Circuit in question is the CMOS inverter hooked up to work as an amplifier. Here is the small signal simulation: The max gain comes out as 152 from simulation. (1.52 on the graph / 0.01V AC)
I did a standard calculation of Id through the PMOS from:
Id = beta(vgs-Vt)^2 = 2.744e-6
gm = 2 x sqrt(beta*Id) = 1.6632e-5
go = lambda*Id = 5.488e-8
A (for the pmos) = GmRo = 303.

This is about double the actual gain. How does the nmos and pmos mathematically come to the correct theoretical gain? This *Should* be simple, I'm just not very good at this.

Secondly, how is phase -frequency response calculated theoretically.
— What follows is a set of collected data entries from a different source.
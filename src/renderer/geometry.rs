//! 几何缓冲
//!
//! 顶点记录上传到 GPU 后不可修改：没有更新或调整大小的操作。
//! 记录的步长和字段列表随缓冲保存，用于在创建管线前与输入布局比对。

use tracing::debug;
use wgpu::util::DeviceExt;

use crate::core::error::{GraphicsError, Result};
use crate::gfx::shader::{InputElement, InputLayout};
use crate::renderer::vertex::VertexRecord;

/// 顶点缓冲
pub struct VertexBuffer {
    buffer: wgpu::Buffer,
    stride: u64,
    count: u32,
    elements: &'static [InputElement],
}

impl VertexBuffer {
    /// 上传顶点记录
    pub fn upload<V: VertexRecord>(device: &wgpu::Device, records: &[V]) -> Result<Self> {
        if records.is_empty() {
            return Err(GraphicsError::ResourceCreation(
                "Vertex buffer needs at least one record".to_string(),
            )
            .into());
        }
        let count = u32::try_from(records.len()).map_err(|_| {
            GraphicsError::ResourceCreation(format!("Too many vertex records: {}", records.len()))
        })?;

        debug!(count, stride = V::stride(), "Creating vertex buffer");
        let buffer = device.create_buffer_init(&wgpu::util::BufferInitDescriptor {
            label: Some("Vertex Buffer"),
            contents: bytemuck::cast_slice(records),
            usage: wgpu::BufferUsages::VERTEX,
        });

        Ok(Self {
            buffer,
            stride: V::stride(),
            count,
            elements: V::ELEMENTS,
        })
    }

    /// 每条记录的字节数
    pub fn stride(&self) -> u64 {
        self.stride
    }

    /// 记录数量
    pub fn vertex_count(&self) -> u32 {
        self.count
    }

    /// 缓冲的字节数
    pub fn size(&self) -> u64 {
        self.buffer.size()
    }

    /// 整个缓冲（偏移 0）
    pub fn slice(&self) -> wgpu::BufferSlice<'_> {
        self.buffer.slice(..)
    }

    /// 检查记录布局与输入布局一致
    pub fn validate_against(&self, layout: &InputLayout) -> Result<()> {
        layout.validate_records(self.stride, self.elements)
    }
}
//! 核心功能模块
//!
//! 本模块提供与具体图形对象无关的基础功能：配置、日志、错误处理和数学类型。
//!
//! # 模块组织
//!
//! - `config`：配置管理，支持从配置文件和命令行加载设置
//! - `log`：日志系统，提供结构化的日志记录功能
//! - `error`：错误处理，定义统一的错误类型
//! - `math`：向量与颜色类型

pub mod config;
pub mod error;
pub mod log;
pub mod math;

// 重新导出常用类型，方便使用
pub use config::{Config, DriverType, TutorialStage};
pub use error::{Result, TutorialError};
pub use math::{Color, Vector3};
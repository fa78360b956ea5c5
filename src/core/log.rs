//! 日志系统模块
//!
//! 基于 `tracing` 提供结构化的日志记录功能。
//!
//! # 使用示例
//!
//! ```no_run
//! use tutorial_render::core::{log, config::LogLevel};
//!
//! // 初始化日志系统
//! log::init_logger(LogLevel::Info, false, None);
//!
//! // 结构化日志
//! tracing::info!(width = 1280, height = 720, "Window created");
//! ```

use tracing::Level;
use tracing_subscriber::{
    fmt::{self, format::FmtSpan},
    prelude::*,
    EnvFilter,
};
use tracing_appender::rolling::{RollingFileAppender, Rotation};
use std::path::Path;

use super::config::LogLevel;

/// 默认日志文件名
const DEFAULT_LOG_FILE: &str = "tutorial_render.log";

/// 初始化日志系统
///
/// 必须在程序开始时调用一次。
///
/// # 参数
///
/// * `level` - 日志级别
/// * `file_output` - 是否同时输出到文件（按天滚动）
/// * `log_file_path` - 日志文件路径（可选，默认为 "tutorial_render.log"）
pub fn init_logger(level: LogLevel, file_output: bool, log_file_path: Option<&str>) {
    let filter = EnvFilter::new(filter_directive(level));

    if file_output {
        // 解析日志文件路径
        let log_path = log_file_path.unwrap_or(DEFAULT_LOG_FILE);
        let path = Path::new(log_path);
        let directory = path.parent().unwrap_or(Path::new("."));
        let filename = path.file_name()
            .and_then(|s| s.to_str())
            .unwrap_or(DEFAULT_LOG_FILE);

        let file_appender = RollingFileAppender::new(
            Rotation::DAILY,
            directory,
            filename
        );

        let console_layer = fmt::layer()
            .with_target(true)
            .with_thread_ids(false)
            .with_thread_names(false)
            .with_ansi(true);

        let file_layer = fmt::layer()
            .with_target(true)
            .with_thread_ids(false)
            .with_thread_names(false)
            .with_ansi(false)  // 文件不需要 ANSI 颜色
            .with_writer(file_appender);

        tracing_subscriber::registry()
            .with(filter)
            .with(console_layer)
            .with(file_layer)
            .init();
    } else {
        let fmt_layer = fmt::layer()
            .with_target(true)
            .with_thread_ids(false)
            .with_thread_names(false)
            .with_span_events(FmtSpan::CLOSE)
            .with_ansi(true);

        tracing_subscriber::registry()
            .with(filter)
            .with(fmt_layer)
            .init();
    }
}

/// 日志级别对应的过滤指令
///
/// wgpu 内部日志非常多，在 info 以上级别时把 wgpu / naga 压到 warn。
fn filter_directive(level: LogLevel) -> String {
    match level {
        LogLevel::Trace => "trace".to_string(),
        LogLevel::Debug => "debug,wgpu_core=info,wgpu_hal=info,naga=info".to_string(),
        LogLevel::Info => "info,wgpu_core=warn,wgpu_hal=warn,naga=warn".to_string(),
        LogLevel::Warn => "warn".to_string(),
        LogLevel::Error => "error".to_string(),
    }
}

/// 日志级别转换
impl From<LogLevel> for Level {
    fn from(level: LogLevel) -> Self {
        match level {
            LogLevel::Trace => Level::TRACE,
            LogLevel::Debug => Level::DEBUG,
            LogLevel::Info => Level::INFO,
            LogLevel::Warn => Level::WARN,
            LogLevel::Error => Level::ERROR,
        }
    }
}

#[cfg(test)]
mod tests {
    use super::*;

    #[test]
    fn test_log_level_conversion() {
        assert_eq!(Level::from(LogLevel::Info), Level::INFO);
        assert_eq!(Level::from(LogLevel::Error), Level::ERROR);
    }

    #[test]
    fn test_filter_directive_parses() {
        for level in [
            LogLevel::Trace,
            LogLevel::Debug,
            LogLevel::Info,
            LogLevel::Warn,
            LogLevel::Error,
        ] {
            assert!(EnvFilter::try_new(filter_directive(level)).is_ok());
        }
        assert!(filter_directive(LogLevel::Info).starts_with("info"));
    }
}
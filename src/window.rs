//! 窗口宿主
//!
//! 持有原生窗口和 winit 事件循环，提供阻塞式的运行循环。
//!
//! 客户区尺寸在创建时固定：窗口不可调整大小，
//! 平台仍然改变了尺寸时（例如窗口管理器强制平铺），宿主会把尺寸恢复回去。
//! 窗口创建时是隐藏的，启动流程全部成功后才调用 [`WindowHost::show`]。

use std::sync::Arc;
use tracing::{debug, error, info, warn};
use winit::dpi::PhysicalSize;
use winit::event::{Event, WindowEvent};
use winit::event_loop::{ControlFlow, EventLoop};
use winit::window::{Window, WindowBuilder};

use crate::core::config::WindowConfig;
use crate::core::error::{ConfigError, PlatformError, Result, TutorialError};

/// 固定的客户区尺寸（物理像素）
#[derive(Debug, Clone, Copy, PartialEq, Eq)]
pub struct ClientArea {
    width: u32,
    height: u32,
}

impl ClientArea {
    /// 创建客户区尺寸，宽高必须大于 0
    pub fn new(width: u32, height: u32) -> Result<Self> {
        if width == 0 || height == 0 {
            return Err(ConfigError::InvalidValue {
                field: "window.width/height".to_string(),
                reason: format!("Client area must be non-empty, got {}x{}", width, height),
            }.into());
        }
        Ok(Self { width, height })
    }

    pub fn width(&self) -> u32 {
        self.width
    }

    pub fn height(&self) -> u32 {
        self.height
    }

    pub fn physical_size(&self) -> PhysicalSize<u32> {
        PhysicalSize::new(self.width, self.height)
    }

    /// 处理平台报告的新尺寸
    ///
    /// 返回需要恢复到的尺寸；尺寸未变化或窗口被最小化（0x0）时返回 `None`。
    pub fn reconcile(&self, reported: PhysicalSize<u32>) -> Option<PhysicalSize<u32>> {
        if reported.width == 0 || reported.height == 0 {
            return None;
        }
        if reported == self.physical_size() {
            None
        } else {
            Some(self.physical_size())
        }
    }
}

/// 消息循环的重绘方式
#[derive(Debug, Clone, Copy, PartialEq, Eq)]
pub enum RedrawMode {
    /// 每轮事件处理完都请求重绘，帧率由呈现时的垂直同步限制
    Continuous,
    /// 只在系统要求时重绘，空闲时阻塞等待事件
    OnDemand,
}

impl RedrawMode {
    pub fn control_flow(self) -> ControlFlow {
        match self {
            RedrawMode::Continuous => ControlFlow::Poll,
            RedrawMode::OnDemand => ControlFlow::Wait,
        }
    }

    /// 事件处理完后是否主动请求下一次重绘
    pub fn requests_redraw(self) -> bool {
        self == RedrawMode::Continuous
    }
}

/// 窗口宿主
pub struct WindowHost {
    window: Arc<Window>,
    client_area: ClientArea,
    /// `run` 会消耗事件循环
    event_loop: Option<EventLoop<()>>,
}

impl WindowHost {
    /// 创建隐藏的、不可调整大小的窗口
    pub fn create(config: &WindowConfig) -> Result<Self> {
        let client_area = ClientArea::new(config.width, config.height)?;

        debug!("Creating event loop");
        let event_loop = EventLoop::new()
            .map_err(|e| PlatformError::EventLoop(e.to_string()))?;

        debug!(title = %config.title, width = config.width, height = config.height, "Creating window");
        let window = WindowBuilder::new()
            .with_title(config.title.clone())
            .with_inner_size(client_area.physical_size())
            .with_resizable(false)
            .with_visible(false)
            .build(&event_loop)
            .map_err(|e| PlatformError::WindowCreation(e.to_string()))?;

        let actual = window.inner_size();
        if let Some(fixed) = client_area.reconcile(actual) {
            warn!(
                width = actual.width,
                height = actual.height,
                "Platform chose a different client size, requesting the fixed size"
            );
            let _ = window.request_inner_size(fixed);
        }

        info!(width = client_area.width(), height = client_area.height(), "Window created");

        Ok(Self {
            window: Arc::new(window),
            client_area,
            event_loop: Some(event_loop),
        })
    }

    /// 窗口引用（用于创建交换链表面）
    pub fn window(&self) -> &Arc<Window> {
        &self.window
    }

    /// 固定的客户区尺寸
    pub fn client_area(&self) -> ClientArea {
        self.client_area
    }

    /// 显示窗口
    pub fn show(&self) {
        self.window.set_visible(true);
    }

    /// 运行消息循环
    ///
    /// 阻塞当前线程，每次重绘时调用一次 `on_frame`，直到用户关闭窗口。
    /// `on_frame` 返回错误时循环结束，并把该错误返回给调用者。
    pub fn run<F>(&mut self, mode: RedrawMode, mut on_frame: F) -> Result<()>
    where
        F: FnMut() -> Result<()>,
    {
        let event_loop = self.event_loop.take().ok_or(PlatformError::LoopConsumed)?;
        let window = &self.window;
        let client_area = self.client_area;
        let mut frame_error: Option<TutorialError> = None;

        info!(?mode, "Entering main loop...");
        event_loop.set_control_flow(mode.control_flow());
        event_loop
            .run(|event, elwt| match event {
                Event::WindowEvent { window_id, event } if window_id == window.id() => match event {
                    WindowEvent::CloseRequested => {
                        info!("Close requested, shutting down...");
                        elwt.exit();
                    }
                    WindowEvent::Resized(size) => {
                        if let Some(fixed) = client_area.reconcile(size) {
                            debug!(
                                width = size.width,
                                height = size.height,
                                "Ignoring resize, restoring fixed client area"
                            );
                            let _ = window.request_inner_size(fixed);
                        }
                    }
                    WindowEvent::RedrawRequested => {
                        if let Err(e) = on_frame() {
                            error!("Frame failed: {}", e);
                            frame_error = Some(e);
                            elwt.exit();
                        }
                    }
                    _ => (),
                },
                Event::AboutToWait if mode.requests_redraw() => window.request_redraw(),
                _ => (),
            })
            .map_err(|e| PlatformError::EventLoop(e.to_string()))?;

        match frame_error {
            Some(e) => Err(e),
            None => Ok(()),
        }
    }
}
This I have even less of a clue about. And I can't think why on the graph the phase changes from -180 to +180 in the middle of the bandwidth. Full explanations in a user listen friendly format would be much appreciated.

#### leo_o2 I worried about your calculation. It is only suitable for satuation region. As a inverter, MOS might not be in satuation region.

• divya Garg

### divya Garg

Points: 2

#### transcendent

##### Newbie level 3 Well, Vgs is biased to be higher than Vth, in all cases. And Vds maybe should be higher than Vgs - Vt when it's pulled to the maximum of one direction?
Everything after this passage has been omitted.